**Problem:**
Please return every line of the records that contains the word "OutputFormatter".
BEGIN Records to process
use crate::config::ValidationResult;
use crate::error::MultiflexiError;
use crate::executor::{ExecutionResult, TaskResult};
use crate::operations::OperationOutcome;
use crate::reconciler::{Payload, ReconcileAction, ReconcileOutcome};
use crate::resource::{render_scalar, Record, ID_KEY};

use super::commands::OutputFormat;

/// Output formatter for CLI.
#[derive(Debug)]
pub struct OutputFormatter {
    /// Output format.
    format: OutputFormat,
}

/// Field change row for table display.
#[derive(Tabled)]
struct ChangeRow {
    #[tabled(rename = "Field")]
    field: String,
    #[tabled(rename = "Current")]
    current: String,
    #[tabled(rename = "Desired")]
    desired: String,
}

/// Record field row for table display.
#[derive(Tabled)]
struct FieldRow {
    #[tabled(rename = "Field")]
    field: String,
    #[tabled(rename = "Value")]
    value: String,
}

/// Listed record row for table display.
#[derive(Tabled)]
struct ListRow {
    #[tabled(rename = "ID")]
    id: String,
    #[tabled(rename = "Name")]
    name: String,
}

/// Task row for table display.
#[derive(Tabled)]
struct TaskRow {
    #[tabled(rename = "#")]
    index: usize,
    #[tabled(rename = "Task")]
    task: String,
    #[tabled(rename = "Result")]
    result: String,
}

/// Keys tried, in order, to name a listed record.
const NAME_KEYS: &[&str] = &["name", "login", "code", "email", "uuid"];

impl OutputFormatter {
    /// Creates a new output formatter.
    #[must_use]
    pub const fn new(format: OutputFormat) -> Self {
        Self { format }
    }

    /// Formats a reconciliation outcome.
    #[must_use]
    pub fn format_outcome(&self, outcome: &ReconcileOutcome) -> String {
        match self.format {
            OutputFormat::Json => {
                serde_json::to_string_pretty(&outcome.to_envelope()).unwrap_or_default()
            }
            OutputFormat::Text => Self::format_outcome_text(outcome),
        }
    }

    /// Formats an outcome as text.
    fn format_outcome_text(outcome: &ReconcileOutcome) -> String {
        let mut output = String::new();

        let marker = if outcome.changed {
            "~".yellow().to_string()
        } else {
            "✓".green().to_string()
        };
        let prefix = if outcome.check_mode && outcome.changed {
            "[check] "
        } else {
            ""
        };
        let _ = writeln!(
            output,
            "{marker} {prefix}{}: {}",
            outcome.target,
            Self::format_action(outcome.action)
        );
        if let Some(message) = &outcome.message {
            let _ = writeln!(output, "   {message}");
        }

        if !outcome.changes.is_empty() {
            let rows: Vec<ChangeRow> = outcome
                .changes
                .iter()
                .map(|c| ChangeRow {
                    field: c.field.clone(),
                    current: c
                        .old_value
                        .as_ref()
                        .map_or_else(|| String::from("-"), |v| Self::truncate(&render_scalar(v), 40)),
                    desired: Self::truncate(&render_scalar(&c.new_value), 40),
                })
                .collect();
            output.push('\n');
            output.push_str(&Table::new(rows).to_string());
            output.push('\n');
        }

        match &outcome.payload {
            Payload::Record(record) => {
                output.push('\n');
                output.push_str(&Self::record_table(record));
                output.push('\n');
            }
            Payload::List(records) if records.is_empty() => {
                output.push_str("   No records.\n");
            }
            Payload::List(records) => {
                let rows: Vec<ListRow> = records
                    .iter()
                    .map(|r| ListRow {
                        id: r.get(ID_KEY).map(render_scalar).unwrap_or_default(),
                        name: NAME_KEYS
                            .iter()
                            .find_map(|k| r.get(*k).filter(|v| !v.is_null()))
                            .map(|v| Self::truncate(&render_scalar(v), 40))
                            .unwrap_or_default(),
                    })
                    .collect();
                output.push('\n');
                output.push_str(&Table::new(rows).to_string());
                let _ = write!(output, "\n\n{} record(s)\n", records.len());
            }
            Payload::None => {}
        }

        output
    }

    /// Formats the result of an imperative operation.
    #[must_use]
    pub fn format_operation(&self, outcome: &OperationOutcome) -> String {
        match self.format {
            OutputFormat::Json => {
                serde_json::to_string_pretty(&outcome.to_envelope()).unwrap_or_default()
            }
            OutputFormat::Text => {
                let marker = if outcome.changed {
                    "~".yellow().to_string()
                } else {
                    "✓".green().to_string()
                };
                let mut output = format!("{marker} {outcome}\n");

                match &outcome.payload {
                    Value::Null => {}
                    Value::Object(record) => {
                        output.push('\n');
                        output.push_str(&Self::record_table(record));
                        output.push('\n');
                    }
                    Value::String(text) => {
                        let _ = writeln!(output, "\n{}", text.trim_end());
                    }
                    other => {
                        let _ = writeln!(
                            output,
                            "\n{}",
                            serde_json::to_string_pretty(other).unwrap_or_default()
                        );
                    }
                }

                output
            }
        }
    }

    /// Formats the result of applying a task file.
    #[must_use]
    pub fn format_execution(&self, result: &ExecutionResult) -> String {
        match self.format {
            OutputFormat::Json => {
                let envelope = json!({
                    "changed": result.changed > 0,
                    "failed": !result.success,
                    "check_mode": result.check_mode,
                    "summary": {
                        "total": result.total_executed,
                        "changed": result.changed,
                        "unchanged": result.unchanged,
                        "failed": result.failed,
                        "skipped": result.skipped,
                        "duration_ms": result.duration_ms(),
                    },
                    "results": result.results,
                });
                serde_json::to_string_pretty(&envelope).unwrap_or_default()
            }
            OutputFormat::Text => {
                let mut output = String::new();

                if result.results.is_empty() {
                    let _ = writeln!(output, "{} Nothing to do.", "✓".green());
                    return output;
                }

                let rows: Vec<TaskRow> = result
                    .results
                    .iter()
                    .map(|r| TaskRow {
                        index: r.index + 1,
                        task: Self::truncate(&r.label, 50),
                        result: Self::format_task_result(r),
                    })
                    .collect();
                output.push_str(&Table::new(rows).to_string());
                output.push_str("\n\n");

                let status = if result.success {
                    format!("{} Apply successful", "✓".green())
                } else {
                    format!("{} Apply failed", "✗".red())
                };
                let mode = if result.check_mode { " (check mode)" } else { "" };
                let _ = writeln!(output, "{status}{mode}");
                let _ = writeln!(output, "   Changed: {}", result.changed);
                let _ = writeln!(output, "   Unchanged: {}", result.unchanged);
                let _ = writeln!(output, "   Failed: {}", result.failed);
                let _ = writeln!(output, "   Skipped: {}", result.skipped);

                let errors: Vec<&TaskResult> = result
                    .results
                    .iter()
                    .filter(|r| !r.success && !r.skipped)
                    .collect();
                if !errors.is_empty() {
                    let _ = write!(output, "\n{} Errors:\n", "⚠".yellow());
                    for task in errors {
                        let _ = writeln!(
                            output,
                            "   - {}: {}",
                            task.label,
                            task.error.as_deref().unwrap_or("unknown error")
                        );
                    }
                }

                output
            }
        }
    }

    /// Formats a validation result.
    #[must_use]
    pub fn format_validation(&self, result: &ValidationResult, show_warnings: bool) -> String {
        match self.format {
            OutputFormat::Json => {
                let errors: Vec<Value> = result
                    .errors
                    .iter()
                    .map(|e| json!({ "field": e.field, "message": e.message }))
                    .collect();
                let envelope = json!({
                    "valid": result.is_valid(),
                    "errors": errors,
                    "warnings": result.warnings,
                });
                serde_json::to_string_pretty(&envelope).unwrap_or_default()
            }
            OutputFormat::Text => {
                let mut output = String::new();

                if result.is_valid() {
                    let _ = writeln!(output, "{} Configuration is valid.", "✓".green());
                } else {
                    let _ = writeln!(
                        output,
                        "{} Configuration has {} error(s):",
                        "✗".red(),
                        result.error_count()
                    );
                    for error in &result.errors {
                        let _ = writeln!(output, "   - {}: {}", error.field, error.message);
                    }
                }

                if result.warning_count() > 0 {
                    if show_warnings {
                        let _ = write!(output, "\n{} Warnings:\n", "⚠".yellow());
                        for warning in &result.warnings {
                            let _ = writeln!(output, "   - {warning}");
                        }
                    } else {
                        let _ = writeln!(
                            output,
                            "   {} warning(s), use --warnings to show them",
                            result.warning_count()
                        );
                    }
                }

                output
            }
        }
    }

    /// Formats a fatal error. The JSON form is the failure envelope
    /// `{ failed: true, msg, rc? }`.
    #[must_use]
    pub fn format_error(&self, error: &MultiflexiError) -> String {
        match self.format {
            OutputFormat::Json => {
                let mut envelope = Record::new();
                envelope.insert(String::from("failed"), Value::Bool(true));
                envelope.insert(String::from("msg"), Value::String(error.to_string()));
                if let Some(rc) = error.return_code() {
                    envelope.insert(String::from("rc"), Value::from(rc));
                }
                serde_json::to_string_pretty(&Value::Object(envelope)).unwrap_or_default()
            }
            OutputFormat::Text => format!("{} Error: {error}\n", "✗".red()),
        }
    }

    /// Formats a short confirmation message.
    #[must_use]
    pub fn format_message(&self, message: &str) -> String {
        match self.format {
            OutputFormat::Json => {
                serde_json::to_string_pretty(&json!({ "changed": true, "msg": message }))
                    .unwrap_or_default()
            }
            OutputFormat::Text => format!("{} {message}\n", "✓".green()),
        }
    }

    /// Renders a record as a two-column table.
    fn record_table(record: &Record) -> String {
        let rows: Vec<FieldRow> = record
            .iter()
            .map(|(field, value)| FieldRow {
                field: field.clone(),
                value: Self::truncate(&render_scalar(value), 60),
            })
            .collect();
        Table::new(rows).to_string()
    }

    /// Formats an action with color.
    fn format_action(action: ReconcileAction) -> String {
        let text = action.to_string();
        match action {
            ReconcileAction::Created => text.green().to_string(),
            ReconcileAction::Updated => text.yellow().to_string(),
            ReconcileAction::Removed => text.red().to_string(),
            ReconcileAction::Unchanged | ReconcileAction::Read => text.dimmed().to_string(),
            ReconcileAction::Unsupported => text.magenta().to_string(),
        }
    }

    /// Formats a task result with color.
    fn format_task_result(task: &TaskResult) -> String {
        if task.skipped {
            "skipped".dimmed().to_string()
        } else if !task.success {
            "failed".red().to_string()
        } else if task.changed {
            "changed".yellow().to_string()
        } else {
            "ok".green().to_string()
        }
    }

    /// Truncates a string to a maximum number of characters.
    fn truncate(s: &str, max_len: usize) -> String {
        if s.chars().count() <= max_len {
            s.to_string()
        } else {
            let kept: String = s.chars().take(max_len.saturating_sub(3)).collect();
            format!("{kept}...")
        }
    }
}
END Records to process
**Result below:**
pub struct OutputFormatter {
impl OutputFormatter {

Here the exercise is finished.